# [EXERCISE]
Each line in the entries below that holds the string "retry" is to be listed.

# [EXTRACTED DATA]
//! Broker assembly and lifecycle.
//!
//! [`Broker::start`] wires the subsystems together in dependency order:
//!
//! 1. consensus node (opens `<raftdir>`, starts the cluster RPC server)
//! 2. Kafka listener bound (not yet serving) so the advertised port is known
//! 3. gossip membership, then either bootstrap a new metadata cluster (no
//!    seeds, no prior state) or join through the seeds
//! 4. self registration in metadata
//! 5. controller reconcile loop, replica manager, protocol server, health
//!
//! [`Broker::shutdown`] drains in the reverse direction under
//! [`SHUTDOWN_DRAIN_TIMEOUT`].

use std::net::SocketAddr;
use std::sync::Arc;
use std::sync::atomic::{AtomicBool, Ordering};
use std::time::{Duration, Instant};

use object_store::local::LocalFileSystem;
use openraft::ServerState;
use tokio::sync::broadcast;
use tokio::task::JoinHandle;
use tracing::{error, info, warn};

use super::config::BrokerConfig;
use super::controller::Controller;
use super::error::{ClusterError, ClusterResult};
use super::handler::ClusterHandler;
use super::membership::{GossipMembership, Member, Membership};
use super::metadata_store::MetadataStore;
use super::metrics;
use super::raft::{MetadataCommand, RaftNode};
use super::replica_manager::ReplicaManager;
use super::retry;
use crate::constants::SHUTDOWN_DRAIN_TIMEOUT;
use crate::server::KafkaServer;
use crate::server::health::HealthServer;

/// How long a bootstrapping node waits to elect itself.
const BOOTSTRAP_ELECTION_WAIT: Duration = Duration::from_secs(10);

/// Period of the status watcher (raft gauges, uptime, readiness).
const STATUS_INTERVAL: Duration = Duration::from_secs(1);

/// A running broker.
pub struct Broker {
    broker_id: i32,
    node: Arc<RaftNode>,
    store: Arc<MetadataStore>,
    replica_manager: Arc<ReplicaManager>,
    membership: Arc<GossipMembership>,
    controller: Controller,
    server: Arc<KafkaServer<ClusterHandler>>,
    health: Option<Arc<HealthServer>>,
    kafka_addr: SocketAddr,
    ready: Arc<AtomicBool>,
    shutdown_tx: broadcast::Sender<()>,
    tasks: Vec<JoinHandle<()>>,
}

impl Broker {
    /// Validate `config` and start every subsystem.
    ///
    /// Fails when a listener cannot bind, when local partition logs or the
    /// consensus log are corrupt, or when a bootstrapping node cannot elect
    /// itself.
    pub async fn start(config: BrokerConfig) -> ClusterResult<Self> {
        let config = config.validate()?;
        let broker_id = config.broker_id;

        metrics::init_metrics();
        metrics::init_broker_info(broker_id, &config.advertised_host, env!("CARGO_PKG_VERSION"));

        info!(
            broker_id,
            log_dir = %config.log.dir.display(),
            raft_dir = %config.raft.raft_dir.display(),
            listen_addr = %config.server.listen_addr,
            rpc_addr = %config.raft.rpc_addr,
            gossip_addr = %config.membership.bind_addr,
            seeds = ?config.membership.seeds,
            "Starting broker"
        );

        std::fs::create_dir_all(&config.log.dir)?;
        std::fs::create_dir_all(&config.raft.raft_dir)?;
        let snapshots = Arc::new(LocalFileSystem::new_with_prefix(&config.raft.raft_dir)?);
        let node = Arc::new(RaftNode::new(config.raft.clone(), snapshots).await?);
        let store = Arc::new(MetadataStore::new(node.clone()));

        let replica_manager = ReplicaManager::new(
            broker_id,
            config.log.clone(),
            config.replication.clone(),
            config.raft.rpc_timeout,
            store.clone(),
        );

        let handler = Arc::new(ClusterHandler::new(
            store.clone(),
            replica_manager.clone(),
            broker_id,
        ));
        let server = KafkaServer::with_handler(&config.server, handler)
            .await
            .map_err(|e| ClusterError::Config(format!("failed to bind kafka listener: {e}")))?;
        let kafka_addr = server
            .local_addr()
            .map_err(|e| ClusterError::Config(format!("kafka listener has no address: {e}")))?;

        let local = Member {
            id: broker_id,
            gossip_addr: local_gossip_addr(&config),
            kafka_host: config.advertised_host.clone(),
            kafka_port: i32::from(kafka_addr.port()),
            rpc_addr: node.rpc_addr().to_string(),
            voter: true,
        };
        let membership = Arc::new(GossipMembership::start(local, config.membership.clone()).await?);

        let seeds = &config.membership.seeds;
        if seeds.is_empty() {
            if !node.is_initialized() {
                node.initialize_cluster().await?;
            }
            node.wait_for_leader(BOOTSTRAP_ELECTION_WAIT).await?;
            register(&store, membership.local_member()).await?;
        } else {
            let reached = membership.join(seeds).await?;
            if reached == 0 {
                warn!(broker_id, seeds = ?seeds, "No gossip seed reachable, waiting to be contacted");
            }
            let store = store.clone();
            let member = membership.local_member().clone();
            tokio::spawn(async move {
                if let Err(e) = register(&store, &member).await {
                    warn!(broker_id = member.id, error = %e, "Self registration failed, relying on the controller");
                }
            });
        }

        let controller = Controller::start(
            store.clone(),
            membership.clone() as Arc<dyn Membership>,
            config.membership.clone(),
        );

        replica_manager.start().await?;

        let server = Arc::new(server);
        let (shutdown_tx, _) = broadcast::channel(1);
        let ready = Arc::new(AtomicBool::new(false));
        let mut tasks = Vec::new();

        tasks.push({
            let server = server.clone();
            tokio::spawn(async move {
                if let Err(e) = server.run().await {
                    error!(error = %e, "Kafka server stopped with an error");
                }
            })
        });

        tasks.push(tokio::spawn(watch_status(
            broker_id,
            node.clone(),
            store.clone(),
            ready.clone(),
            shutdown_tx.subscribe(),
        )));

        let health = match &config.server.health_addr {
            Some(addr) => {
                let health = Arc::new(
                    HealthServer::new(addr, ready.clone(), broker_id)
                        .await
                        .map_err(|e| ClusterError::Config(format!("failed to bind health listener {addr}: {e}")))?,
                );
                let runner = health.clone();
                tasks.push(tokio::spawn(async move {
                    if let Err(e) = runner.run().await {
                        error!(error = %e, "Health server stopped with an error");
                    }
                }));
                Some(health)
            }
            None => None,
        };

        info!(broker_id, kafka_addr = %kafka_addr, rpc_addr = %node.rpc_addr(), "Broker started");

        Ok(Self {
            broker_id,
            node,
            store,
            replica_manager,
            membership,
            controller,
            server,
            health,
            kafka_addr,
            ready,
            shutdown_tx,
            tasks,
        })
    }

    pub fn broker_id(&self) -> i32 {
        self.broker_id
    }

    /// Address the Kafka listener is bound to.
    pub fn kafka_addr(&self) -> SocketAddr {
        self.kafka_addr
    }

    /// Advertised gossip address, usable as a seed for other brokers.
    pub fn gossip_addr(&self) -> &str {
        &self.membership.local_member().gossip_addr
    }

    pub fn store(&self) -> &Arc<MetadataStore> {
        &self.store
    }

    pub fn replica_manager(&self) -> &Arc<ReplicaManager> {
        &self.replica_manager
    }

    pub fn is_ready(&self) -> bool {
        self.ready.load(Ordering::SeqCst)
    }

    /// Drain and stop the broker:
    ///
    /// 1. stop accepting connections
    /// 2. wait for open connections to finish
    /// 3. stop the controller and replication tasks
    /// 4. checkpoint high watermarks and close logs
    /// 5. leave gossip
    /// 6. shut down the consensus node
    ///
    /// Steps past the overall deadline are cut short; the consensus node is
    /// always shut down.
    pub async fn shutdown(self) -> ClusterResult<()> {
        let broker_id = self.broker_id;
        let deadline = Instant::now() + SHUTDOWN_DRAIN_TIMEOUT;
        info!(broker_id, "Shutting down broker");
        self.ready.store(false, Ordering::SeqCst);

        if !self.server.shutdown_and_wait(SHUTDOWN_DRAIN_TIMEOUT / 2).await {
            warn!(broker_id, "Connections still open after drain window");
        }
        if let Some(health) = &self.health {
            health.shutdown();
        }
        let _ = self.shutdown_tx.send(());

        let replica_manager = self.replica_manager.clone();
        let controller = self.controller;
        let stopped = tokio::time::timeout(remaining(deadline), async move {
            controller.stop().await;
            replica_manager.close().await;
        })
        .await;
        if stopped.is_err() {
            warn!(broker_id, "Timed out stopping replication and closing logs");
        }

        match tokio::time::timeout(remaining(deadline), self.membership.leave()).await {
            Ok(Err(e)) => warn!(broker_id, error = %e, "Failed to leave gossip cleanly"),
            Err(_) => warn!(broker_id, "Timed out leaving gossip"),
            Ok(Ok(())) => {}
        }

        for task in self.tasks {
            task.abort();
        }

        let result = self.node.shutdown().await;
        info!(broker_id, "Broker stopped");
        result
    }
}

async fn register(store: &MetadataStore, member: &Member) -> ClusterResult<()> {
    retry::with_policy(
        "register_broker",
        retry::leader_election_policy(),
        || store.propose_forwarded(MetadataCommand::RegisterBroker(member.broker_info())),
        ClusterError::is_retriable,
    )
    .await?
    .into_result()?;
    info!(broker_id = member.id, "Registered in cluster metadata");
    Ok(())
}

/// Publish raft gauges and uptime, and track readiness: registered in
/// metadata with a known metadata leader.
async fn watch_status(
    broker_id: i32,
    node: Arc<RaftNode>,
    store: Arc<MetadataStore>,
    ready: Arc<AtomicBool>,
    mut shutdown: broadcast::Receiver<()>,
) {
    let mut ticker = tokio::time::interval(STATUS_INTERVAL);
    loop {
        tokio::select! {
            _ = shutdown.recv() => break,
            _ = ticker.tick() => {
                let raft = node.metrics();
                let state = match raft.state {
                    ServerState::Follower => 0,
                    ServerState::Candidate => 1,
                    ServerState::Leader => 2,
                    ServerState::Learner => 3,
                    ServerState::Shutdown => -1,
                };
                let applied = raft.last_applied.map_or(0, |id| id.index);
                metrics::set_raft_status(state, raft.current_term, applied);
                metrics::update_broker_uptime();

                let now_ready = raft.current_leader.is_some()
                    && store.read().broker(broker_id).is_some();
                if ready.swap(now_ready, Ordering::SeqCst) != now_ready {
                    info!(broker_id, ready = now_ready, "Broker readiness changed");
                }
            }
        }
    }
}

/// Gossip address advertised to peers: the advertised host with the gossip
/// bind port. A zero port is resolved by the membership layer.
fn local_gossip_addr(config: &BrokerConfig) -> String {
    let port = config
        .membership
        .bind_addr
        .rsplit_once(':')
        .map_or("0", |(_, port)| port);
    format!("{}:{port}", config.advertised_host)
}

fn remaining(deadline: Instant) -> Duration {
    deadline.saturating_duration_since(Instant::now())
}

# [WRITTEN ANSWER]
use super::retry;
    retry::with_policy(
        retry::leader_election_policy(),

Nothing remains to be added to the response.